Notarization Failing With Bundled Helper Apps

I just did my first release of my app since 10.14.5 was released, and some of my OS X 10.14.5 users are reporting issues with some functions of my app. I need help figuring out exactly what I’ve done wrong.

Here are the gory details. Skip ahead for the TL;DR:

My build process looks something like this:
Xojo -> Build app
Drop built .app bundle onto AppWrapper, wrap the app.
Place wrapped .app bundle where it belongs for Packages.
Use Packages -> installer.pkg
Use DMGCanvs -> installer.dmg
Use AppWrapper to notarize the installer.dmg

This works well, and my app runs fine. HOWEVER: There are a few functions that my app relies on helper apps to perform. Most notably, to produce PDF reports out of HTML source files. I use phantomjs to perform this pdf creation… but my users on OS X 10.14.5 can no longer do so… phantomjs crashes as soon as it is launched. Investigating the user’s system logs reveals that Gatekeeper (or one of the other levels of OS X app security) is killing it as soon as it launches… presumably because it is not signed/notarized properly.
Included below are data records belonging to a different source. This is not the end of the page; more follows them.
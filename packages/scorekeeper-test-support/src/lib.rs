//! Scorekeeper test support utilities
//!
//! Shared helpers for integration tests: unified logging initialization and
//! compact rally scripts.

pub mod logging;
pub mod rallies;
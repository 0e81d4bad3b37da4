//! Shared types for the simulator.

use clap::ValueEnum;
use scorekeeper::MatchType;

#[derive(Debug, Clone, ValueEnum)]
pub enum OutputFormat {
    Jsonl,
    Json,
}

#[derive(Debug, Clone, Copy, ValueEnum)]
pub enum MatchKind {
    Singles,
    Doubles,
}

impl From<MatchKind> for MatchType {
    fn from(kind: MatchKind) -> Self {
        match kind {
            MatchKind::Singles => MatchType::Singles,
            MatchKind::Doubles => MatchType::Doubles,
        }
    }
}
#![allow(dead_code)]

pub mod sessions;

pub use sessions::{doubles_session, play, play_script, singles_session};
//! Public snapshot API for rendering a match without exposing engine internals.

use serde::{Deserialize, Serialize};

use crate::domain::rotation::{Court, Role, Rotation};
use crate::domain::rules::set_label;
use crate::domain::setup::MatchSetup;
use crate::domain::state::{team_of, MatchState, MatchType, PlayerIndex, SetResult, TeamId};
use crate::errors::domain::DomainError;

/// One team's scoreboard card.
#[derive(Clone, Debug, PartialEq, Eq, Serialize, Deserialize)]
pub struct TeamPublic {
    pub team: TeamId,
    pub display_name: String,
    pub points: u8,
    pub sets_won: usize,
    pub set_results: Vec<SetResult>,
    pub serving: bool,
}

/// One doubles player's place on court.
#[derive(Clone, Debug, PartialEq, Eq, Serialize, Deserialize)]
pub struct PlayerPublic {
    pub player: PlayerIndex,
    pub name: String,
    pub team: TeamId,
    pub court: Court,
    pub role: Role,
}

/// Top-level snapshot handed to the presentation layer.
#[derive(Clone, Debug, PartialEq, Eq, Serialize, Deserialize)]
pub struct MatchSnapshot {
    pub match_type: MatchType,
    pub teams: [TeamPublic; 2],
    pub current_set: u8,
    /// E.g. `"Set 2 • Best of 3"`.
    pub set_label: String,
    pub serving_team: TeamId,
    pub match_winner: Option<TeamId>,
    /// Doubles only: all four players in slot order.
    #[serde(skip_serializing_if = "Option::is_none")]
    pub players: Option<Vec<PlayerPublic>>,
}

impl MatchSnapshot {
    pub fn build(
        setup: &MatchSetup,
        state: &MatchState,
        rotation: Option<&Rotation>,
    ) -> Result<Self, DomainError> {
        let team = |team: TeamId| -> Result<TeamPublic, DomainError> {
            let score = &state.scores[team as usize];
            Ok(TeamPublic {
                team,
                display_name: setup.team_display_name(team)?,
                points: score.points,
                sets_won: score.sets_won(),
                set_results: score.sets.clone(),
                serving: state.serving_team == team,
            })
        };

        let players = rotation
            .map(|rotation| {
                rotation.check_invariants()?;
                Ok::<_, DomainError>(
                    rotation
                        .positions()
                        .iter()
                        .zip(setup.players())
                        .enumerate()
                        .map(|(slot, (position, name))| {
                            let player = slot as PlayerIndex;
                            PlayerPublic {
                                player,
                                name: name.clone(),
                                team: team_of(player),
                                court: position.court,
                                role: position.role,
                            }
                        })
                        .collect(),
                )
            })
            .transpose()?;

        Ok(Self {
            match_type: setup.match_type(),
            teams: [team(0)?, team(1)?],
            current_set: state.current_set,
            set_label: set_label(state.current_set),
            serving_team: state.serving_team,
            match_winner: state.match_winner,
            players,
        })
    }

    /// Serialize for the presentation layer.
    pub fn to_json(&self) -> Result<serde_json::Value, serde_json::Error> {
        serde_json::to_value(self)
    }
}
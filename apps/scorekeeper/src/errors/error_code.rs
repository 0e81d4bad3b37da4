//! Error codes for the scorekeeper core.
//!
//! Add new codes here; never pass ad-hoc strings as error codes. All codes are
//! SCREAMING_SNAKE_CASE and are what the presentation layer logs or displays.

use core::fmt;

/// Centralized error codes.
#[derive(Debug, Clone, Copy, PartialEq, Eq, Hash)]
pub enum ErrorCode {
    /// Team index outside {0, 1}
    InvalidTeamIndex,
    /// Player index outside {0, 1, 2, 3}
    InvalidPlayerIndex,
    /// Rotation engine produced zero or duplicate server/receiver roles
    InconsistentRoleState,
    /// Roster size does not match the match type
    InvalidPlayerCount,
    /// Player name is blank
    EmptyPlayerName,
    /// Action not supported for this match type
    MatchTypeMismatch,
    /// General validation error
    ValidationError,
}

impl ErrorCode {
    pub const ALL: [ErrorCode; 7] = [
        ErrorCode::InvalidTeamIndex,
        ErrorCode::InvalidPlayerIndex,
        ErrorCode::InconsistentRoleState,
        ErrorCode::InvalidPlayerCount,
        ErrorCode::EmptyPlayerName,
        ErrorCode::MatchTypeMismatch,
        ErrorCode::ValidationError,
    ];

    /// Canonical string form.
    pub const fn as_str(self) -> &'static str {
        match self {
            ErrorCode::InvalidTeamIndex => "INVALID_TEAM_INDEX",
            ErrorCode::InvalidPlayerIndex => "INVALID_PLAYER_INDEX",
            ErrorCode::InconsistentRoleState => "INCONSISTENT_ROLE_STATE",
            ErrorCode::InvalidPlayerCount => "INVALID_PLAYER_COUNT",
            ErrorCode::EmptyPlayerName => "EMPTY_PLAYER_NAME",
            ErrorCode::MatchTypeMismatch => "MATCH_TYPE_MISMATCH",
            ErrorCode::ValidationError => "VALIDATION_ERROR",
        }
    }
}

impl fmt::Display for ErrorCode {
    fn fmt(&self, f: &mut fmt::Formatter<'_>) -> fmt::Result {
        f.write_str(self.as_str())
    }
}
//! Proptest configuration shared by the domain property tests.
//!
//! Env knobs:
//! - PROPTEST_CASES: number of cases per property (default 64).

use proptest::prelude::ProptestConfig;

pub fn proptest_config() -> ProptestConfig {
    let cases = std::env::var("PROPTEST_CASES")
        .ok()
        .and_then(|s| s.parse::<u32>().ok())
        .unwrap_or(64)
        .max(1);

    ProptestConfig {
        cases,
        failure_persistence: None,
        ..ProptestConfig::default()
    }
}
Until today, I had been including phantomjs in my /Resources folder with a CopyFiles build step in Xojo. In reading up on notarization though, it seems that Apple really wants helper apps like this to be put into the MacOS folder in the application bundle instead. So, I adjusted the copyFiles step to place the helper apps there instead of into Resources, and now AppWrapper reports that notarization always fails with the error: “The signature of the binary is invalid.”

Further reading indicates that anything that is executable should actually be in a folder named “Helpers” rather than “Resources” or “MacOS”, and everything has to be individually signed.

When I run codesign -vvv --deep --strict on the AppWrapper’d wrapped up version of my application bundle (with the helpers in “MacOS”) it reports that everything IS signed and happy. Similarly, if I run codesign -vvv --deep --strict on the final .dmg I submit for notarization, it also reports everything is hunky dory.

TL; DR: Where should I place helper applications for my Xojo app, and how do I get Apple to accept them in the notarization process so they will run properly when my app needs them?


I think that this may have to do with Hardened Runtime. Make sure you’ve got version 3.9.1 and then go to the “Capabilities” pane of App Wrapper and check the two boxes in the top section that are marked “XojoScript”. Try again. There may be other things that it requires to function; I would suggest talking to the author of this code. But I see that they’ve ceased development. It’s also possible to replicate this using only an HTMLViewer and declares. Albeit I don’t know if it would have to be visible in order to do so.

This document describes the valid places for executable code.

Thanks @Sam Rowlands - I suspect it’s actually to do with the “Disable Memory Protection” checkbox on the capabilities pane, but I can experiment more tomorrow. For now, simply checking all the boxes under capabilities fixes the issue, and phantomJS is working again.